**TASK OBJECTIVE**
Write out the whole listing without a single alteration.

**RECORDS SHOWN**
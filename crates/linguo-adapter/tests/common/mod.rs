/*
[INPUT]:  Test configuration and mock server requirements
[OUTPUT]: Shared test utilities, fixtures, and mock helpers
[POS]:    Test infrastructure - shared across all test modules
[UPDATE]: When adding new test patterns or fixtures
*/

//! Common test utilities for linguo-adapter tests

use linguo_adapter::{ClientConfig, LinguoClient};
use wiremock::MockServer;

/// Setup a mock HTTP server for testing
pub async fn setup_mock_server() -> MockServer {
    MockServer::start().await
}

/// Client pointed at the mock server
pub fn client_for(server: &MockServer) -> LinguoClient {
    LinguoClient::with_config_and_base_url(ClientConfig::default(), &server.uri())
        .expect("client init")
}

/// Deterministic test account address
pub fn test_account() -> &'static str {
    "0x5aAeb6053F3E94C9b9A09f33669435E7Ef1BeAed"
}
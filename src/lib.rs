// Allow unwrap and unreadable literals in tests (test code is not production)
#![cfg_attr(test, allow(clippy::unwrap_used))]
#![cfg_attr(test, allow(clippy::unreadable_literal))]
//! Genetics: an evolutionary engine for populations of competing candidates.
//!
//! Candidates are opaque agents supplied by the embedding application. Each
//! generation they are scored by a pluggable evaluation strategy, then bred
//! into the next generation by natural selection:
//! - Fan-out/fan-in evaluation on the rayon pool (one task per test)
//! - Single-candidate scoring or an all-pairs round-robin tournament
//! - Elitism, crossover, mutation, random injection and size self-healing
//! - Exactly-once disposal of retired candidates
//!
//! # Architecture
//!
//! ```text
//! ┌─────────────────────────────────────────────────────────────┐
//! │                     GeneticsRunner                          │
//! │           (history, retry, seeded resume)                   │
//! ├──────────────────────────────┬──────────────────────────────┤
//! │   PopulationIteration        │   PopulationFactory          │
//! │   Simple / RoundTournament   │   NaturalSelection           │
//! ├──────────────────────────────┼──────────────────────────────┤
//! │   CandidateTestFactory       │   CandidateFactory           │
//! │   (scenario, e.g. arena)     │   (agent, e.g. ArenaPlayer)  │
//! └──────────────────────────────┴──────────────────────────────┘
//! ```

pub mod arena;
pub mod candidate;
pub mod error;
pub mod evaluation;
pub mod iteration;
pub mod natural_selection;
pub mod persistence;
pub mod population;
pub mod runner;
pub mod selection;

#[cfg(test)]
mod test_support;

pub use candidate::{Candidate, CandidateFactory, CandidateId, CandidateSource, SerializedCandidate};
pub use error::{EvaluationError, GeneticsError, PersistenceError, SerializationError};
pub use evaluation::{CandidateRank, CandidateTest, CandidateTestFactory, CandidateTestResult};
pub use iteration::{
    CandidateFitness, PopulationIteration, PopulationIterationFactory, PopulationIterationResult,
    RoundTournamentIteration, RoundTournamentIterationFactory, SimpleIteration,
    SimpleIterationFactory,
};
pub use natural_selection::{NaturalSelectionConfig, NaturalSelectionPopulationFactory};
pub use population::{Population, PopulationFactory, PopulationId, SerializedPopulation};
pub use runner::{GeneticsHistoryEntry, GeneticsRunner, RunnerConfig, RunnerState};
pub use selection::{
    FitnessStats, compare_for_natural_selection, sort_candidates_for_natural_selection,
};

**ANSWER SECTION**
filename crates/linguo-adapter/tests/common/mod.rs
/*
[INPUT]:  Test configuration and mock server requirements
[OUTPUT]: Shared test utilities, fixtures, and mock helpers
[POS]:    Test infrastructure - shared across all test modules
[UPDATE]: When adding new test patterns or fixtures
*/

//! Common test utilities for linguo-adapter tests

use linguo_adapter::{ClientConfig, LinguoClient};
use wiremock::MockServer;

/// Setup a mock HTTP server for testing
pub async fn setup_mock_server() -> MockServer {
    MockServer::start().await
}

/// Client pointed at the mock server
pub fn client_for(server: &MockServer) -> LinguoClient {
    LinguoClient::with_config_and_base_url(ClientConfig::default(), &server.uri())
        .expect("client init")
}

/// Deterministic test account address
pub fn test_account() -> &'static str {
    "0x5aAeb6053F3E94C9b9A09f33669435E7Ef1BeAed"
}
filename src/lib.rs
// Allow unwrap and unreadable literals in tests (test code is not production)
#![cfg_attr(test, allow(clippy::unwrap_used))]
#![cfg_attr(test, allow(clippy::unreadable_literal))]
//! Genetics: an evolutionary engine for populations of competing candidates.
//!
//! Candidates are opaque agents supplied by the embedding application. Each
//! generation they are scored by a pluggable evaluation strategy, then bred
//! into the next generation by natural selection:
//! - Fan-out/fan-in evaluation on the rayon pool (one task per test)
//! - Single-candidate scoring or an all-pairs round-robin tournament
//! - Elitism, crossover, mutation, random injection and size self-healing
//! - Exactly-once disposal of retired candidates
//!
//! # Architecture
//!
//! ```text
//! ┌─────────────────────────────────────────────────────────────┐
//! │                     GeneticsRunner                          │
//! │           (history, retry, seeded resume)                   │
//! ├──────────────────────────────┬──────────────────────────────┤
//! │   PopulationIteration        │   PopulationFactory          │
//! │   Simple / RoundTournament   │   NaturalSelection           │
//! ├──────────────────────────────┼──────────────────────────────┤
//! │   CandidateTestFactory       │   CandidateFactory           │
//! │   (scenario, e.g. arena)     │   (agent, e.g. ArenaPlayer)  │
//! └──────────────────────────────┴──────────────────────────────┘
//! ```

pub mod arena;
pub mod candidate;
pub mod error;
pub mod evaluation;
pub mod iteration;
pub mod natural_selection;
pub mod persistence;
pub mod population;
pub mod runner;
pub mod selection;

#[cfg(test)]
mod test_support;

pub use candidate::{Candidate, CandidateFactory, CandidateId, CandidateSource, SerializedCandidate};
pub use error::{EvaluationError, GeneticsError, PersistenceError, SerializationError};
pub use evaluation::{CandidateRank, CandidateTest, CandidateTestFactory, CandidateTestResult};
pub use iteration::{
    CandidateFitness, PopulationIteration, PopulationIterationFactory, PopulationIterationResult,
    RoundTournamentIteration, RoundTournamentIterationFactory, SimpleIteration,
    SimpleIterationFactory,
};
pub use natural_selection::{NaturalSelectionConfig, NaturalSelectionPopulationFactory};
pub use population::{Population, PopulationFactory, PopulationId, SerializedPopulation};
pub use runner::{GeneticsHistoryEntry, GeneticsRunner, RunnerConfig, RunnerState};
pub use selection::{
    FitnessStats, compare_for_natural_selection, sort_candidates_for_natural_selection,
};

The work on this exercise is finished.